A character is who you talk to; a persona is who you are in the scene. Pyre keeps both as portable, standard cards on your device.

What a character is

Every character in Pyre is a chara_card_v2 card — the same standard the wider ecosystem uses, so cards you import work here and cards you make here work elsewhere. Pyre supports the full set of standard fields:

Field What it holds
description The core of the character — appearance, background, traits.
personality A summary of disposition.
scenario The situation the chat opens in.
first_mes The opening message.
mes_example Example dialogue that demonstrates voice.
system_prompt A per-character system instruction.
post_history_instructions Instructions injected after the chat history.
alternate_greetings Extra opening messages (swipeable).
tags Free-form labels for filtering.
creator, character_version, creator_notes Authorship and notes.
talkativeness How readily the character speaks (used in group chats).
Depth-prompt (+ depth) A note inserted at a fixed depth in the conversation.
Embedded lorebook (character_book) World Info that travels with the card.
extensions Opaque extra data from other apps.

Round-trip fidelity

Pyre keeps the opaque extensions block untouched, so extension data written by Risu, SillyTavern, or Chub survives a Pyre import and re-export. See Card formats & compatibility.

Personas — who you are

A persona is a reusable user-side profile so the model knows your character too, not just the one you're talking to. A persona has:

  • a name,
  • a description,
  • an avatar,
  • optional dialogue examples (first-person voice samples that teach the model how you talk), and
  • bound lorebooks (World Info that's active whenever this persona is in play).

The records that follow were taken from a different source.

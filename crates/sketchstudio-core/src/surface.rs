//! Drawing surface: owns the scene, the selection and the interaction modes.

use crate::color::Color;
use crate::scene::{Scene, SceneDocument, SceneResult, SCENE_VERSION};
use crate::shapes::{Shape, ShapeId, ShapeStyle};
use kurbo::Point;

/// Canvas size used when nothing else is configured.
pub const DEFAULT_WIDTH: u32 = 800;
pub const DEFAULT_HEIGHT: u32 = 600;

/// Pointer slack in canvas pixels for hit-testing.
pub const HIT_TOLERANCE: f64 = 2.0;

/// A live style edit coming from the stroke, fill or width pickers.
#[derive(Debug, Clone, Copy, PartialEq)]
pub enum StyleChange {
    StrokeColor(Color),
    /// `None` clears the fill.
    FillColor(Option<Color>),
    StrokeWidth(f64),
}

/// A retained-mode vector canvas.
///
/// Every mutation bumps [`DrawingSurface::revision`], which renderers compare
/// against the last value they drew to decide whether to repaint.
#[derive(Debug, Clone)]
pub struct DrawingSurface {
    scene: Scene,
    width: u32,
    height: u32,
    active: Option<ShapeId>,
    editing: Option<ShapeId>,
    drawing_mode: bool,
    selection_enabled: bool,
    revision: u64,
}

impl Default for DrawingSurface {
    fn default() -> Self {
        Self::new(DEFAULT_WIDTH, DEFAULT_HEIGHT)
    }
}

impl DrawingSurface {
    pub fn new(width: u32, height: u32) -> Self {
        Self {
            scene: Scene::new(),
            width,
            height,
            active: None,
            editing: None,
            drawing_mode: false,
            selection_enabled: true,
            revision: 0,
        }
    }

    pub fn width(&self) -> u32 {
        self.width
    }

    pub fn height(&self) -> u32 {
        self.height
    }

    pub fn scene(&self) -> &Scene {
        &self.scene
    }

    pub fn background(&self) -> Color {
        self.scene.background
    }

    pub fn set_background(&mut self, color: Color) {
        self.scene.background = color;
        self.touch();
    }

    pub fn revision(&self) -> u64 {
        self.revision
    }

    fn touch(&mut self) {
        self.revision = self.revision.wrapping_add(1);
    }

    /// Add a shape on top of the scene.
    pub fn add_shape(&mut self, shape: Shape) -> ShapeId {
        log::debug!("add {} {}", shape.kind_name(), shape.id());
        let id = self.scene.push(shape);
        self.touch();
        id
    }

    /// Remove a shape, dropping it from the selection if needed.
    pub fn remove_shape(&mut self, id: ShapeId) -> Option<Shape> {
        let removed = self.scene.remove(id)?;
        if self.active == Some(id) {
            self.active = None;
        }
        if self.editing == Some(id) {
            self.editing = None;
        }
        self.touch();
        Some(removed)
    }

    /// Remove every shape and reset the background to white.
    pub fn clear(&mut self) {
        self.scene.clear();
        self.active = None;
        self.editing = None;
        self.touch();
    }

    pub fn shape(&self, id: ShapeId) -> Option<&Shape> {
        self.scene.get(id)
    }

    /// Mutate a shape in place. Returns false if the id is unknown.
    pub fn update_shape(&mut self, id: ShapeId, f: impl FnOnce(&mut Shape)) -> bool {
        let Some(shape) = self.scene.get_mut(id) else {
            return false;
        };
        f(shape);
        self.touch();
        true
    }

    pub fn shapes(&self) -> &[Shape] {
        self.scene.shapes()
    }

    pub fn len(&self) -> usize {
        self.scene.len()
    }

    pub fn is_empty(&self) -> bool {
        self.scene.is_empty()
    }

    /// Snapshot the whole surface.
    pub fn serialize(&self) -> SceneDocument {
        SceneDocument {
            version: SCENE_VERSION,
            width: self.width,
            height: self.height,
            background: self.scene.background,
            shapes: self.scene.shapes().to_vec(),
        }
    }

    /// Replace the surface contents with a document. Selection and text
    /// editing are dropped; interaction modes are kept.
    pub fn restore(&mut self, doc: SceneDocument) -> SceneResult<()> {
        doc.validate()?;
        self.width = doc.width;
        self.height = doc.height;
        self.scene = doc.into_scene();
        self.active = None;
        self.editing = None;
        self.touch();
        Ok(())
    }

    /// Topmost evented shape containing `point`.
    pub fn hit_test(&self, point: Point) -> Option<ShapeId> {
        self.scene.shape_at(point, HIT_TOLERANCE)
    }

    // --- Selection ---

    pub fn active(&self) -> Option<ShapeId> {
        self.active
    }

    pub fn active_shape(&self) -> Option<&Shape> {
        self.active.and_then(|id| self.scene.get(id))
    }

    /// Make `id` the active shape. Refused while selection is disabled or
    /// when the shape is unknown or not evented.
    pub fn set_active(&mut self, id: ShapeId) -> bool {
        if !self.selection_enabled {
            return false;
        }
        match self.scene.get(id) {
            Some(shape) if shape.is_evented() => {
                self.active = Some(id);
                self.touch();
                true
            }
            _ => false,
        }
    }

    /// Programmatic selection, e.g. a freshly inserted text box. Ignores
    /// the selection mode.
    pub fn activate(&mut self, id: ShapeId) -> bool {
        if self.scene.get(id).is_none() {
            return false;
        }
        self.active = Some(id);
        self.touch();
        true
    }

    pub fn clear_active(&mut self) {
        if self.active.take().is_some() {
            self.touch();
        }
    }

    /// Select whatever is under `point`, or clear the selection on empty space.
    pub fn select_at(&mut self, point: Point) -> Option<ShapeId> {
        if !self.selection_enabled {
            return None;
        }
        match self.hit_test(point) {
            Some(id) => {
                self.set_active(id);
                Some(id)
            }
            None => {
                self.clear_active();
                None
            }
        }
    }

    /// Apply a picker change to the active shape.
    ///
    /// Closed shapes take stroke, fill and width. Lines and strokes take
    /// stroke and width. Text takes its glyph color from the fill picker.
    /// Returns whether anything changed.
    pub fn restyle_active(&mut self, change: StyleChange) -> bool {
        let Some(id) = self.active else {
            return false;
        };
        let Some(shape) = self.scene.get_mut(id) else {
            return false;
        };
        let applied = match shape {
            Shape::Rectangle(_) | Shape::Ellipse(_) | Shape::Polygon(_) => {
                apply_style(shape.style_mut(), change);
                true
            }
            Shape::Line(_) | Shape::Freehand(_) => match change {
                StyleChange::FillColor(_) => false,
                _ => {
                    apply_style(shape.style_mut(), change);
                    true
                }
            },
            Shape::Text(text) => match change {
                StyleChange::FillColor(Some(color)) if !color.is_transparent() => {
                    text.style.fill_color = Some(color);
                    true
                }
                _ => false,
            },
        };
        if applied {
            self.touch();
        }
        applied
    }

    // --- Text editing ---

    pub fn editing(&self) -> Option<ShapeId> {
        self.editing
    }

    pub fn enter_text_editing(&mut self, id: ShapeId) -> bool {
        if self.scene.get(id).and_then(Shape::as_text).is_none() {
            return false;
        }
        self.editing = Some(id);
        self.touch();
        true
    }

    pub fn exit_text_editing(&mut self) -> Option<ShapeId> {
        let id = self.editing.take();
        if id.is_some() {
            self.touch();
        }
        id
    }

    // --- Modes ---

    pub fn drawing_mode(&self) -> bool {
        self.drawing_mode
    }

    pub fn selection_enabled(&self) -> bool {
        self.selection_enabled
    }

    /// Switch free drawing and selection. Disabling selection drops the
    /// active shape.
    pub fn set_modes(&mut self, drawing_mode: bool, selection_enabled: bool) {
        self.drawing_mode = drawing_mode;
        self.selection_enabled = selection_enabled;
        if !selection_enabled {
            self.active = None;
        }
        self.touch();
    }
}

fn apply_style(style: &mut ShapeStyle, change: StyleChange) {
    match change {
        StyleChange::StrokeColor(color) => style.stroke_color = color,
        StyleChange::FillColor(color) => style.fill_color = color.and_then(Color::into_fill),
        StyleChange::StrokeWidth(width) => style.stroke_width = width.max(0.0),
    }
}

You can set a global default persona that every new chat uses. If you'd rather decide each time, turn on ask which persona on every new chat — Pyre then prompts you when you start one. There's also an explicit No persona choice per chat, for when you don't want a defined self in the scene at all.

Tip

Persona-bound lorebooks combine with the character's and the chat's own books, so your backstory follows you from card to card. See Lorebooks (World Info).

"Add as persona"

Any character can become a persona in one step with Add as persona. When it converts, Pyre auto-swaps {{char}} and {{user}} in the card's example dialogue so the speech rhythm reads as yours — turning a card you like into a playable self. The character's mini-gallery images are copied over to the new persona too.

Organizing your library

As your collection grows, Pyre gives you several ways to keep it manageable:

  • Favorites — star a character to float it to the top.
  • Folders — group characters into your own folders.
  • Tags — filter by the card's tags.
  • Search — find by name.
  • Sort — order the list the way you prefer.

Per-chat character snapshots

Each chat freezes a snapshot of the character (or characters) it uses. Editing a card later never retroactively rewrites your old conversations — the chat keeps the version of the card it started with. In group chats this also keeps per-message attribution correct: who said what stays right even if a character is later edited or removed.

Note

This is why an edit to a character is safe: your history is stable. A new chat picks up the latest version of the card; existing chats keep theirs.

Open a character's details sheet to see the full card alongside its chat count and a row of quick actions: start a new chat, edit, edit-with-AI, or export.

Each character (and persona) can also carry a mini-gallery — extra images beyond the avatar. They show in the details sheet, and they're copied along when you run Add as persona.

The library also tracks a "Cards created" stat, which distinguishes the cards you built in Pyre's AI Creator from the ones you imported.